Demo Deploy a Hosted Model Using SageMaker Endpoints Part 2

Now that your endpoint shows as InService, the next step is to send a real-time inference request from your Jupyter notebook. This guide shows two common ways to call a SageMaker real-time endpoint:

Using boto3 with the SageMaker Runtime client (low-level).
Using the SageMaker Python SDK and the Predictor abstraction (higher-level).

We’ll test the endpoint with a sample CSV-style feature row (latitude, longitude, bathrooms, bedrooms, floor area, living rooms, plus engineered features). The sample describes a multi-bedroom house in London, so we expect a comparatively high predicted price. Important distinction between AWS clients:

boto3.client('sagemaker') — used to create, configure, and delete SageMaker Models, EndpointConfigurations, and Endpoints.
boto3.client('sagemaker-runtime') — used to invoke real-time endpoints.

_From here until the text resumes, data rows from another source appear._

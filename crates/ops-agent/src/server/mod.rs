//! SSH server implementation

mod handler;
mod listener;

pub use handler::{ServerConfig, SessionHandler};
pub use listener::{ephemeral_host_key, load_or_generate_host_key, AgentServer};
// ============================================================================
// CMS API - Router
// File: crates/cms-api/src/routes.rs
// ============================================================================

use axum::{
    middleware,
    routing::{get, post},
    Router,
};

use crate::handlers::{health, menu_items, menu_locations, menus};
use crate::middleware::require_auth;
use crate::state::AppState;

/// Public and admin routes. Cross-cutting layers (CORS, tracing) are added by the binary.
pub fn build_router(state: AppState) -> Router {
    let public = Router::new()
        .route("/health", get(health::health_check))
        .route("/health/ready", get(health::readiness_check))
        .route("/api/menus/{slug}", get(menus::get_public_menu));

    let admin = Router::new()
        .route(
            "/api/menu-locations",
            get(menu_locations::list_menu_locations).post(menu_locations::create_menu_location),
        )
        .route(
            "/api/menu-locations/{id}",
            get(menu_locations::get_menu_location)
                .put(menu_locations::update_menu_location)
                .delete(menu_locations::delete_menu_location),
        )
        .route(
            "/api/menu-items",
            get(menu_items::list_menu_items).post(menu_items::create_menu_item),
        )
        .route(
            "/api/menu-items/bulk/update-order",
            post(menu_items::bulk_update_order),
        )
        .route(
            "/api/menu-items/{id}",
            get(menu_items::get_menu_item)
                .put(menu_items::update_menu_item)
                .delete(menu_items::delete_menu_item),
        )
        .route(
            "/api/menu-items/{id}/can-move",
            get(menu_items::can_move_menu_item),
        )
        .route_layer(middleware::from_fn_with_state(state.clone(), require_auth));

    public.merge(admin).with_state(state)
}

When invoking a real-time endpoint from code, always use the SageMaker Runtime client ('sagemaker-runtime'). Calling invoke_endpoint on the SageMaker service client will not work for real-time inference requests.

Test the endpoint using boto3 (SageMaker Runtime)

This example shows how to call the endpoint directly using the SageMaker Runtime API. Ensure the variable endpoint_name matches the endpoint you created earlier.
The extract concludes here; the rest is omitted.